While playing with the Google Webmaster tools, I came across the
“Sitemap” XML protocol which is used to inform search engines about
pages on your website that are available for crawling.

The protocol spec is at
https://www.google.com/webmasters/sitemaps/docs/en/protocol.html

Think of this as the anti-robots.txt - instead of URLs with Disallow:
tags, you have URLs for which the web administrator is saying “Index
me.”

Sitemap makes anti-forensics Google hacking more productive. It’s only a
matter of time before enumeration tools like Wikto use it the same way
that they use robots.txt to locate files.

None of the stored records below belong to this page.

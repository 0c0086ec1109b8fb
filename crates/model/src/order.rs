//! Order domain types: sides, order types, drafts, and validated intents.

use rust_decimal::Decimal;
use serde::{Deserialize, Serialize};
use thiserror::Error;

/// Leverage bounds accepted by Bitget USDT-margined futures.
pub const MIN_LEVERAGE: u32 = 1;
pub const MAX_LEVERAGE: u32 = 125;

/// Position side for futures orders.
///
/// A tagged four-way variant rather than a direction/close pair, so invalid
/// combinations are unrepresentable.
#[derive(Debug, Clone, Copy, PartialEq, Eq, Serialize, Deserialize)]
pub enum PositionSide {
    OpenLong,
    OpenShort,
    CloseLong,
    CloseShort,
}

impl PositionSide {
    /// Convert from the Bitget mix string representation.
    pub fn from_bitget_str(s: &str) -> Option<Self> {
        match s {
            "open_long" => Some(Self::OpenLong),
            "open_short" => Some(Self::OpenShort),
            "close_long" => Some(Self::CloseLong),
            "close_short" => Some(Self::CloseShort),
            _ => None,
        }
    }

    /// Convert to the Bitget mix string representation.
    pub fn as_bitget_str(&self) -> &'static str {
        match self {
            Self::OpenLong => "open_long",
            Self::OpenShort => "open_short",
            Self::CloseLong => "close_long",
            Self::CloseShort => "close_short",
        }
    }

    /// True if this side opens (increases) a position.
    pub fn is_entry(&self) -> bool {
        matches!(self, Self::OpenLong | Self::OpenShort)
    }
}

/// Order type.
#[derive(Debug, Clone, Copy, PartialEq, Eq, Serialize, Deserialize)]
pub enum OrderType {
    Market,
    Limit,
}

impl OrderType {
    /// Convert from the Bitget mix string representation.
    pub fn from_bitget_str(s: &str) -> Option<Self> {
        match s {
            "market" => Some(Self::Market),
            "limit" => Some(Self::Limit),
            _ => None,
        }
    }

    /// Convert to the Bitget mix string representation.
    pub fn as_bitget_str(&self) -> &'static str {
        match self {
            Self::Market => "market",
            Self::Limit => "limit",
        }
    }
}

/// How the alert expressed order size.
#[derive(Debug, Clone, Copy, PartialEq, Eq)]
pub enum OrderSize {
    /// Size directly in contracts.
    Contracts(Decimal),
    /// Size as a notional amount in the margin coin, converted to contracts
    /// at the current mark price before signing.
    Notional(Decimal),
}

/// Parser output: a normalized alert whose size may still need resolving
/// against the mark price.
#[derive(Debug, Clone)]
pub struct OrderDraft {
    pub symbol: String,
    pub side: PositionSide,
    pub order_type: OrderType,
    pub size: OrderSize,
    /// Limit price; required when `order_type` is `Limit`.
    pub price: Option<Decimal>,
    pub leverage: Option<u32>,
}

impl OrderDraft {
    /// Resolve this draft into a validated intent with a concrete quantity.
    ///
    /// # Errors
    /// Returns `InvalidOrder` if the resulting intent violates any invariant.
    pub fn into_intent(self, quantity: Decimal) -> Result<OrderIntent, InvalidOrder> {
        let intent = OrderIntent {
            symbol: self.symbol,
            side: self.side,
            order_type: self.order_type,
            quantity,
            price: self.price,
            leverage: self.leverage,
        };
        intent.validate()?;
        Ok(intent)
    }
}

/// A validated, fully resolved order intent.
///
/// Invariants (enforced by [`OrderIntent::validate`]): quantity is positive,
/// limit orders carry a price, leverage when present is within
/// `MIN_LEVERAGE..=MAX_LEVERAGE`.
#[derive(Debug, Clone, PartialEq, Eq, Serialize, Deserialize)]
pub struct OrderIntent {
    pub symbol: String,
    pub side: PositionSide,
    pub order_type: OrderType,
    /// Quantity in contracts (exchange-native units).
    pub quantity: Decimal,
    pub price: Option<Decimal>,
    pub leverage: Option<u32>,
}

impl OrderIntent {
    /// Create a market order intent.
    pub fn market(symbol: impl Into<String>, side: PositionSide, quantity: Decimal) -> Self {
        Self {
            symbol: symbol.into(),
            side,
            order_type: OrderType::Market,
            quantity,
            price: None,
            leverage: None,
        }
    }

    /// Create a limit order intent.
    pub fn limit(
        symbol: impl Into<String>,
        side: PositionSide,
        quantity: Decimal,
        price: Decimal,
    ) -> Self {
        Self {
            symbol: symbol.into(),
            side,
            order_type: OrderType::Limit,
            quantity,
            price: Some(price),
            leverage: None,
        }
    }

    /// Check all intent invariants.
    pub fn validate(&self) -> Result<(), InvalidOrder> {
        if self.quantity <= Decimal::ZERO {
            return Err(InvalidOrder::NonPositiveQuantity(self.quantity));
        }
        if self.order_type == OrderType::Limit {
            match self.price {
                None => return Err(InvalidOrder::MissingLimitPrice),
                Some(p) if p <= Decimal::ZERO => {
                    return Err(InvalidOrder::NonPositivePrice(p));
                }
                Some(_) => {}
            }
        }
        if let Some(lev) = self.leverage {
            if !(MIN_LEVERAGE..=MAX_LEVERAGE).contains(&lev) {
                return Err(InvalidOrder::LeverageOutOfRange(lev));
            }
        }
        Ok(())
    }
}

/// An intent invariant violation.
#[derive(Debug, Clone, PartialEq, Eq, Error)]
pub enum InvalidOrder {
    #[error("quantity must be positive, got {0}")]
    NonPositiveQuantity(Decimal),

    #[error("limit order requires a price")]
    MissingLimitPrice,

    #[error("price must be positive, got {0}")]
    NonPositivePrice(Decimal),

    #[error("leverage must be within {MIN_LEVERAGE}..={MAX_LEVERAGE}, got {0}")]
    LeverageOutOfRange(u32),
}

impl InvalidOrder {
    /// The alert field this violation concerns.
    pub fn field(&self) -> &'static str {
        match self {
            Self::NonPositiveQuantity(_) => "quantity",
            Self::MissingLimitPrice | Self::NonPositivePrice(_) => "price",
            Self::LeverageOutOfRange(_) => "leverage",
        }
    }
}

#[cfg(test)]
mod tests {
    use super::*;
    use rust_decimal_macros::dec;

    #[test]
    fn test_side_round_trip() {
        for side in [
            PositionSide::OpenLong,
            PositionSide::OpenShort,
            PositionSide::CloseLong,
            PositionSide::CloseShort,
        ] {
            assert_eq!(
                PositionSide::from_bitget_str(side.as_bitget_str()),
                Some(side)
            );
        }
        assert_eq!(PositionSide::from_bitget_str("buy"), None);
    }

    #[test]
    fn test_is_entry() {
        assert!(PositionSide::OpenLong.is_entry());
        assert!(PositionSide::OpenShort.is_entry());
        assert!(!PositionSide::CloseLong.is_entry());
        assert!(!PositionSide::CloseShort.is_entry());
    }

    #[test]
    fn test_market_intent_valid() {
        let intent = OrderIntent::market("BTCUSDT_UMCBL", PositionSide::OpenLong, dec!(0.01));
        assert!(intent.validate().is_ok());
    }

    #[test]
    fn test_zero_quantity_rejected() {
        let intent = OrderIntent::market("BTCUSDT_UMCBL", PositionSide::OpenLong, dec!(0));
        assert_eq!(
            intent.validate(),
            Err(InvalidOrder::NonPositiveQuantity(dec!(0)))
        );
        assert_eq!(intent.validate().unwrap_err().field(), "quantity");
    }

    #[test]
    fn test_negative_quantity_rejected() {
        let intent = OrderIntent::market("BTCUSDT_UMCBL", PositionSide::OpenShort, dec!(-1));
        assert!(intent.validate().is_err());
    }

    #[test]
    fn test_limit_without_price_rejected() {
        let mut intent =
            OrderIntent::limit("BTCUSDT_UMCBL", PositionSide::OpenLong, dec!(1), dec!(50000));
        intent.price = None;
        assert_eq!(intent.validate(), Err(InvalidOrder::MissingLimitPrice));
        assert_eq!(intent.validate().unwrap_err().field(), "price");
    }

    #[test]
    fn test_leverage_bounds() {
        let mut intent = OrderIntent::market("BTCUSDT_UMCBL", PositionSide::OpenLong, dec!(1));

        intent.leverage = Some(0);
        assert_eq!(intent.validate(), Err(InvalidOrder::LeverageOutOfRange(0)));

        intent.leverage = Some(126);
        assert_eq!(
            intent.validate(),
            Err(InvalidOrder::LeverageOutOfRange(126))
        );

        intent.leverage = Some(3);
        assert!(intent.validate().is_ok());
    }

    #[test]
    fn test_draft_into_intent_validates() {
        let draft = OrderDraft {
            symbol: "BTCUSDT_UMCBL".into(),
            side: PositionSide::OpenLong,
            order_type: OrderType::Market,
            size: OrderSize::Notional(dec!(100)),
            price: None,
            leverage: None,
        };

        assert!(draft.clone().into_intent(dec!(0.002)).is_ok());
        assert!(draft.into_intent(dec!(0)).is_err());
    }
}
mod angle;
mod servo;

pub use angle::{legacy_actuator_angle, sfs_to_actuator_angle, ActuatorAngle, Projection};
pub use servo::{LinearSegment, ServoMap};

There are two interesting security-related issues with Sitemap, one
significantly more interesting than the other.

First, you can find pages with it that aren’t indexed by Google. The
Sitemap protocol spec says “Using this protocol does not guarantee that
your webpages will be included in search indexes. (Note that using this
protocol will not influence the way your pages are ranked by Google.)”
This is the lesser of the interesting points.

Far more interesting - you can find pages in the sitemap.xml which would
not be indexed if it weren’t for the Sitemap protocol…

You can find some interesting stuff by querying for Sitemap files.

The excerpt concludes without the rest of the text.